The shift change meant it was also the start of the evening rush hour. Since the city-bound expressways were glue, I turned south toward Palos, where Wuchnik’s ex-wife, Sandra, now lived.

 

She had just gotten home herself when I pulled into the cul-de-sac where she lived with her second husband. She came to the door still holding her handbag, a little girl of about four clinging to her pant legs. She was a heavy-set woman whose cheerful smile disappeared when I explained that I was investigating her ex-husband’s death.

 

“Oh, Miles! I was sorry to read about his murder, of course I was, but he was a dreary, depressing man who dragged me down with him. He didn’t want children, I don’t think he even wanted me.

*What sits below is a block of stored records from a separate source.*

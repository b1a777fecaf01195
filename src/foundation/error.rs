/// Convenience result type used across Caseforge.
pub type CaseforgeResult<T> = Result<T, CaseforgeError>;

/// Top-level error taxonomy used by engine APIs.
///
/// Every variant is a local-operation failure: it aborts the one construction
/// or composite in progress and never leaves a `PhoneModel`, `DesignState`, or
/// `RenderTarget` half-built.
#[derive(thiserror::Error, Debug)]
pub enum CaseforgeError {
    /// A primitive shape with zero or negative extent.
    #[error("degenerate shape: {0}")]
    DegenerateShape(String),

    /// No outline-class shape was found in a template document.
    #[error("missing outline: {0}")]
    MissingOutline(String),

    /// An outline shape could not be reduced to a path-command string.
    #[error("path conversion error: {0}")]
    PathConversion(String),

    /// An image or template document failed to parse or decode.
    #[error("asset decode error: {0}")]
    AssetDecode(String),

    /// An uploaded asset is below the minimum pixel floor.
    #[error("resolution too low: {width}x{height} (minimum {min_width}x{min_height})")]
    ResolutionTooLow {
        /// Natural width of the rejected asset.
        width: u32,
        /// Natural height of the rejected asset.
        height: u32,
        /// Required minimum width.
        min_width: u32,
        /// Required minimum height.
        min_height: u32,
    },

    /// Invalid user-provided or session data.
    #[error("validation error: {0}")]
    Validation(String),

    /// Errors when serializing or deserializing data structures.
    #[error("serialization error: {0}")]
    Serde(String),

    /// Wrapped lower-level error from dependencies or IO.
    #[error(transparent)]
    Other(#[from] anyhow::Error),
}

impl CaseforgeError {
    /// Build a [`CaseforgeError::DegenerateShape`] value.
    pub fn degenerate_shape(msg: impl Into<String>) -> Self {
        Self::DegenerateShape(msg.into())
    }

    /// Build a [`CaseforgeError::MissingOutline`] value.
    pub fn missing_outline(msg: impl Into<String>) -> Self {
        Self::MissingOutline(msg.into())
    }

    /// Build a [`CaseforgeError::PathConversion`] value.
    pub fn path_conversion(msg: impl Into<String>) -> Self {
        Self::PathConversion(msg.into())
    }

    /// Build a [`CaseforgeError::AssetDecode`] value.
    pub fn asset_decode(msg: impl Into<String>) -> Self {
        Self::AssetDecode(msg.into())
    }

    /// Build a [`CaseforgeError::Validation`] value.
    pub fn validation(msg: impl Into<String>) -> Self {
        Self::Validation(msg.into())
    }

    /// Build a [`CaseforgeError::Serde`] value.
    pub fn serde(msg: impl Into<String>) -> Self {
        Self::Serde(msg.into())
    }
}

#[cfg(test)]
#[path = "../../tests/unit/foundation/error.rs"]
mod tests;
use crate::foundation::error::{CaseforgeError, CaseforgeResult};

pub use kurbo::{Affine, BezPath, Point, Rect, Shape, Vec2};

/// Straight-alpha RGBA8 color.
///
/// Template classification and text fills both speak this type; hex parsing is
/// case-insensitive and accepts `#rgb`, `#rrggbb`, and `#rrggbbaa`.
#[derive(
    Clone, Copy, Debug, PartialEq, Eq, Hash, serde::Serialize, serde::Deserialize, Default,
)]
pub struct Rgba8 {
    /// Red channel.
    pub r: u8,
    /// Green channel.
    pub g: u8,
    /// Blue channel.
    pub b: u8,
    /// Alpha channel (straight, not premultiplied).
    pub a: u8,
}

impl Rgba8 {
    /// Construct a fully opaque color.
    pub const fn opaque(r: u8, g: u8, b: u8) -> Self {
        Self { r, g, b, a: 255 }
    }

    /// Parse a hex color string.
    pub fn from_hex(s: &str) -> CaseforgeResult<Self> {
        let hex = s.trim().strip_prefix('#').unwrap_or(s.trim());

        fn nibble(c: u8) -> Option<u8> {
            match c {
                b'0'..=b'9' => Some(c - b'0'),
                b'a'..=b'f' => Some(c - b'a' + 10),
                b'A'..=b'F' => Some(c - b'A' + 10),
                _ => None,
            }
        }

        let bytes = hex.as_bytes();
        let channel = |hi: u8, lo: u8| -> CaseforgeResult<u8> {
            match (nibble(hi), nibble(lo)) {
                (Some(h), Some(l)) => Ok((h << 4) | l),
                _ => Err(CaseforgeError::validation(format!(
                    "invalid hex color '{s}'"
                ))),
            }
        };

        match bytes.len() {
            3 => Ok(Self {
                r: channel(bytes[0], bytes[0])?,
                g: channel(bytes[1], bytes[1])?,
                b: channel(bytes[2], bytes[2])?,
                a: 255,
            }),
            6 => Ok(Self {
                r: channel(bytes[0], bytes[1])?,
                g: channel(bytes[2], bytes[3])?,
                b: channel(bytes[4], bytes[5])?,
                a: 255,
            }),
            8 => Ok(Self {
                r: channel(bytes[0], bytes[1])?,
                g: channel(bytes[2], bytes[3])?,
                b: channel(bytes[4], bytes[5])?,
                a: channel(bytes[6], bytes[7])?,
            }),
            _ => Err(CaseforgeError::validation(format!(
                "invalid hex color '{s}'"
            ))),
        }
    }

    /// True when the RGB channels match exactly (alpha ignored).
    pub fn rgb_eq(self, other: Self) -> bool {
        self.r == other.r && self.g == other.g && self.b == other.b
    }

    /// Largest per-channel RGB distance to `other` (alpha ignored).
    pub fn rgb_distance(self, other: Self) -> u8 {
        let d = |a: u8, b: u8| a.abs_diff(b);
        d(self.r, other.r).max(d(self.g, other.g)).max(d(self.b, other.b))
    }
}

impl std::fmt::Display for Rgba8 {
    fn fmt(&self, f: &mut std::fmt::Formatter<'_>) -> std::fmt::Result {
        if self.a == 255 {
            write!(f, "#{:02x}{:02x}{:02x}", self.r, self.g, self.b)
        } else {
            write!(f, "#{:02x}{:02x}{:02x}{:02x}", self.r, self.g, self.b, self.a)
        }
    }
}

#[cfg(test)]
#[path = "../../tests/unit/foundation/core.rs"]
mod tests;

The only person he seemed to care about was his sister, Iva, and she was just as dreary as he was. When I learned he’d made her the beneficiary of his 401K instead of me, that was when I found a good divorce lawyer and took a hike. And met my new husband, and got my little precious here, right, sugar?”

 

She bent over to hug the little girl, who was trying to fill her in on the day’s activities. These involved going with Gram to the park, making a bear out of Play-Doh, and getting an ice cream.

 

“So you hadn’t heard from him lately?” I tried to get part of her mind back to her ex. “He wouldn’t have talked to you about his current investigations?”

 

She shook her head: she hadn’t heard from him since the divorce. “And frankly, miss, if I was you I wouldn’t bother. Miles had these big vague schemes that never went anywhere. In fact, he did really creepy things, like listen in on people’s phone conversations. As far as I’m concerned, that’s just dead wrong. Which I told him more than once. It wouldn’t surprise me if someone caught him eavesdropping and let him have it.”

 

There was definitely food for thought in that commentary. As I crept along the Eisenhower, I wondered who had been furious enough over Miles’s eavesdropping to murder the detective, and then ransack his home and his car to make sure all traces of his investigations were obliterated. Was it anyone connected to Wuchnik’s tour of the locked wing?

 

Leydon had managed to get into the forensic unit, and Wuchnik had been talking to one of the orderlies. What did the two of them know that I didn’t? What magical skills had Leydon possessed to breach the security there?